This is a continuation of Rebecca’s story in Freedom?
If you missed it, you can begin the story here.
Rebecca knew that story well. She had lived it long enough.
Countless times, she had woken up with that sharp, distinct, metallic taste in her mouth — it was the taste of life seeping out of her — and, depending on how uncooperative M and his brothers thought she had been, sometimes she peeled off easily from the corners of her mouth, her legs, her arms, and whatever body parts the extension of the arms of her drunken tormentors had hit her with (sometimes, it was a belt, or pieces of some broken furniture, or broken bottles….), the dried residue of what was once the bright red essence that sustained this existence she begged to be free from by death’s merciful embrace. Other times, she chose to wear the bloodstains like badges, much to the chagrin of her tormentors, as if to prove that although life had dealt her more than an unfair hand, she had faithfully carried her burden with integrity.
Today, a child told this same story.
This woman seated across the table from Rebecca was only a child, yet for eighteen months she had lived the same death as Rebecca. Ruby’s journey started when she had sneaked out of school with a friend. They were supposed to meet with some other friends and just roam town and cause as much trouble as they could get away with, till after school. It wasn’t the first time they had done something like that. They prided themselves as rebels protesting whatever their juvenile minds could come up with…. Only this time, there were people Ruby did not recognize. At first, she thought nothing of it, but as the day progressed, her uneasiness had grown and she was uncomfortable with the behavior of the strangers. When she shared her concerns with her friend, she had done her bit to allay Ruby’s fears — an effort that had not yielded much results. As Ruby decided they were too way in over their heads this time, her friend dealt her a blow that took eighteen months to recover from….

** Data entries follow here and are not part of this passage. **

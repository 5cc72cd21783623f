//! Data shapes exchanged with repositories.
//!
//! # Responsibility
//! - Define the record mapping read from and written to storage.
//! - Define the entity descriptor trait and key/payload argument types.
//!
//! # Invariants
//! - Records and entity instances live only for the call that produced them.

pub mod entity;
pub mod record;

“One last drink”, she had said, offering Ruby a glass she had appeared to be drinking from at the time.
It was the last thing Ruby remembered.
She had woken up in a room filled with other girls who like her, didn’t remember much about how they had gotten there.

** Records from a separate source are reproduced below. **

use entity_repo_core::model::record::{take_i64, take_text};
use entity_repo_core::{
    open_db_in_memory, record, text, Bind, ColumnType, DatabaseConfig, DbError, Entity, Filter,
    Payload, QueryExecutor, Record, RepoError, RepoResult, SchemaAccessor, SetQuery,
    SqliteEntityRepository, SqliteExecutor, TableSpec, Value,
};
use rusqlite::Connection;

#[derive(Debug, Clone, PartialEq)]
struct Book {
    id: i64,
    title: String,
    year: i64,
}

impl Entity for Book {
    const TABLE: &'static str = "book";
    const PRIMARY_KEY: &'static [&'static str] = &["id"];

    fn from_record(mut record: Record) -> RepoResult<Self> {
        Ok(Self {
            id: take_i64(&mut record, "id")?,
            title: take_text(&mut record, "title")?,
            year: take_i64(&mut record, "year")?,
        })
    }

    fn to_record(&self) -> Record {
        record([
            ("id", Value::Integer(self.id)),
            ("title", text(self.title.as_str())),
            ("year", Value::Integer(self.year)),
        ])
    }
}

fn setup() -> Connection {
    let conn = open_db_in_memory(&DatabaseConfig::default()).unwrap();
    {
        let executor = SqliteExecutor::new(&conn);
        executor
            .create_table(
                &TableSpec::new("book")
                    .column("id", ColumnType::Integer)
                    .column("title", ColumnType::Text)
                    .column("year", ColumnType::Integer)
                    .primary_key(&["id"]),
            )
            .unwrap();

        let repo = SqliteEntityRepository::<Book>::new(&executor, &executor).unwrap();
        for (id, title, year) in [
            (1, "Dune", 1965),
            (2, "Neuromancer", 1984),
            (3, "Hyperion", 1989),
            (4, "Foundation", 1951),
            (5, "Solaris", 1961),
        ] {
            let book = Book {
                id,
                title: title.to_string(),
                year,
            };
            assert_eq!(repo.create(&book).unwrap(), Some(id));
        }
    }
    conn
}

fn titles(books: &[Book]) -> Vec<&str> {
    books.iter().map(|book| book.title.as_str()).collect()
}

#[test]
fn get_set_without_refinements_returns_all_rows() {
    let conn = setup();
    let executor = SqliteExecutor::new(&conn);
    let repo = SqliteEntityRepository::<Book>::try_new(&executor, &executor).unwrap();

    let all = repo.get_set(&SetQuery::new().with_order("id ASC")).unwrap();
    assert_eq!(all.len(), 5);
    assert_eq!(all[0].title, "Dune");
}

#[test]
fn get_set_binds_named_and_positional_parameters() {
    let conn = setup();
    let executor = SqliteExecutor::new(&conn);
    let repo = SqliteEntityRepository::<Book>::try_new(&executor, &executor).unwrap();

    let named = SetQuery::new()
        .with_filter(Filter::clause("year >= :from").bind("from", Value::Integer(1980)))
        .with_order("year ASC");
    assert_eq!(
        titles(&repo.get_set(&named).unwrap()),
        ["Neuromancer", "Hyperion"]
    );

    let positional = SetQuery::new()
        .with_filter(
            Filter::clause("year < ?")
                .and("title LIKE ?")
                .bind_positional(Value::Integer(1970))
                .bind_positional(text("%o%")),
        )
        .with_order("title DESC");
    assert_eq!(
        titles(&repo.get_set(&positional).unwrap()),
        ["Solaris", "Foundation"]
    );
}

#[test]
fn get_set_applies_limit_and_offset() {
    let conn = setup();
    let executor = SqliteExecutor::new(&conn);
    let repo = SqliteEntityRepository::<Book>::try_new(&executor, &executor).unwrap();

    let page = SetQuery::new().with_order("year ASC").with_limit(2, Some(1));
    assert_eq!(
        titles(&repo.get_set(&page).unwrap()),
        ["Solaris", "Dune"]
    );

    let first = SetQuery::new().with_order("year DESC").with_limit(1, None);
    assert_eq!(titles(&repo.get_set(&first).unwrap()), ["Hyperion"]);

    // Offset without a limit is ignored.
    let mut offset_only = SetQuery::new().with_order("id ASC");
    offset_only.offset = Some(3);
    assert_eq!(repo.get_set(&offset_only).unwrap().len(), 5);
}

#[test]
fn get_set_with_no_match_is_empty() {
    let conn = setup();
    let executor = SqliteExecutor::new(&conn);
    let repo = SqliteEntityRepository::<Book>::try_new(&executor, &executor).unwrap();

    let query = SetQuery::new()
        .with_filter(Filter::clause("title = :title").bind("title", text("Ubik")));
    assert!(repo.get_set(&query).unwrap().is_empty());
}

#[test]
fn unbound_or_surplus_parameters_fail_the_call() {
    let conn = setup();
    let executor = SqliteExecutor::new(&conn);
    let repo = SqliteEntityRepository::<Book>::try_new(&executor, &executor).unwrap();

    let missing = SetQuery::new().with_filter(Filter::clause("year = :year"));
    assert!(matches!(
        repo.get_set(&missing),
        Err(RepoError::Db(DbError::Sqlite(_)))
    ));

    let surplus = SetQuery::new().with_filter(
        Filter::clause("year = ?")
            .bind_positional(Value::Integer(1965))
            .bind_positional(Value::Integer(1984)),
    );
    assert!(matches!(
        repo.get_set(&surplus),
        Err(RepoError::Db(DbError::Sqlite(_)))
    ));

    let unused_name = SetQuery::new().with_filter(
        Filter::clause("year = ?")
            .bind_positional(Value::Integer(1965))
            .bind("unused", Value::Integer(1)),
    );
    assert!(repo.get_set(&unused_name).is_err());
}

#[test]
fn numbered_placeholders_in_update_set_are_rejected_without_mutation() {
    let conn = setup();
    let executor = SqliteExecutor::new(&conn);
    let repo = SqliteEntityRepository::<Book>::try_new(&executor, &executor).unwrap();

    let data = record([("title", text("NEW"))]);
    let filter = Filter::clause("year > ?1").bind_positional(Value::Integer(1980));
    let err = repo.update_set(&data, &filter).unwrap_err();
    assert!(matches!(
        err,
        RepoError::Db(DbError::InvalidStatement(ref message)) if message.contains("`?1`")
    ));

    let renamed = repo
        .get_set(&SetQuery::new().with_filter(Filter::clause("title = 'NEW'")))
        .unwrap();
    assert!(renamed.is_empty());

    // The same predicate with an unnumbered slot updates the matching rows.
    let filter = Filter::clause("year > ?").bind_positional(Value::Integer(1980));
    assert_eq!(repo.update_set(&data, &filter).unwrap(), 2);
}

#[test]
fn numbered_placeholders_in_get_set_and_delete_set_are_rejected() {
    let conn = setup();
    let executor = SqliteExecutor::new(&conn);
    let repo = SqliteEntityRepository::<Book>::try_new(&executor, &executor).unwrap();

    let gapped = SetQuery::new()
        .with_filter(Filter::clause("year > ?2").bind_positional(Value::Integer(1980)));
    assert!(matches!(
        repo.get_set(&gapped),
        Err(RepoError::Db(DbError::InvalidStatement(_)))
    ));

    let first = SetQuery::new()
        .with_filter(Filter::clause("year > ?1").bind_positional(Value::Integer(1980)));
    assert!(matches!(
        repo.get_set(&first),
        Err(RepoError::Db(DbError::InvalidStatement(_)))
    ));

    let delete = Filter::clause("year < ?1").bind_positional(Value::Integer(1962));
    assert!(matches!(
        repo.delete_set(&delete),
        Err(RepoError::Db(DbError::InvalidStatement(_)))
    ));
    assert_eq!(repo.get_set(&SetQuery::new()).unwrap().len(), 5);

    // Question marks inside literals are plain text.
    let literal = SetQuery::new().with_filter(Filter::clause("title <> 'Who?1'"));
    assert_eq!(repo.get_set(&literal).unwrap().len(), 5);
}

#[test]
fn delete_set_removes_matching_rows_only() {
    let conn = setup();
    let executor = SqliteExecutor::new(&conn);
    let repo = SqliteEntityRepository::<Book>::try_new(&executor, &executor).unwrap();

    let old = Filter::clause("year < :cutoff").bind("cutoff", Value::Integer(1962));
    assert_eq!(repo.delete_set(&old).unwrap(), 2);

    let remaining = repo
        .get_set(&SetQuery::new().with_order("id ASC"))
        .unwrap();
    assert_eq!(titles(&remaining), ["Dune", "Neuromancer", "Hyperion"]);

    assert!(matches!(
        repo.delete_set(&Filter::new()),
        Err(RepoError::UnboundedBulkMutation { .. })
    ));
    assert_eq!(repo.get_set(&SetQuery::new()).unwrap().len(), 3);
}

#[test]
fn update_set_assigns_non_key_fields_on_matches() {
    let conn = setup();
    let executor = SqliteExecutor::new(&conn);
    let repo = SqliteEntityRepository::<Book>::try_new(&executor, &executor).unwrap();

    let data = record([("id", Value::Integer(100)), ("year", Value::Integer(2000))]);
    let filter = Filter::clause("year > ?").bind_positional(Value::Integer(1980));
    assert_eq!(repo.update_set(Payload::Record(&data), &filter).unwrap(), 2);

    let moved = repo
        .get_set(
            &SetQuery::new()
                .with_filter(Filter::clause("year = 2000"))
                .with_order("id ASC"),
        )
        .unwrap();
    assert_eq!(
        moved.iter().map(|book| book.id).collect::<Vec<_>>(),
        [2, 3]
    );
}

#[test]
fn executor_select_builder_reads_projected_columns() {
    let conn = setup();
    let executor = SqliteExecutor::new(&conn);

    let query = executor
        .select()
        .from(executor.table_name("book"), &["title"])
        .where_clause("id = :id");
    let row = executor
        .fetch_row(&query, &Bind::new().with("id", Value::Integer(3)))
        .unwrap()
        .unwrap();

    assert_eq!(row, record([("title", text("Hyperion"))]));
}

As Ruby broke down, struggling to continue the tale, Rebecca felt her heart clench. It was hard to tell if it was because of the rising waves of compassion in her heart for Ruby, or if it was because of the anger towards this girl that was supposed to be her friend. She too, this friend, was only still a child. How could one so young be capable of such wickedness? Did she not know what she was doing? Was it just for the thrill of momentary gain? How much is a friend worth? Was this girl even a friend to Ruby in the first place?
Rebecca tried again to blink back tears as these questions brought back memories that reopened her own wounds and caused her to relive her pain all over again.
Her efforts to remain calm, collected, and to at least try to appear strong for these girls were getting harder by the minute. Her estimations also of her own strength were more off course than she realized.
So off course were they that as she opened her mouth to reassure Ruby, gut wrenching sobs escaped from her mouth that soon metamorphosed into full blown wailing.
Before she even had time to consider what to do next, she stood and ran out of the room.
Mentoring was harder than she thought it would be.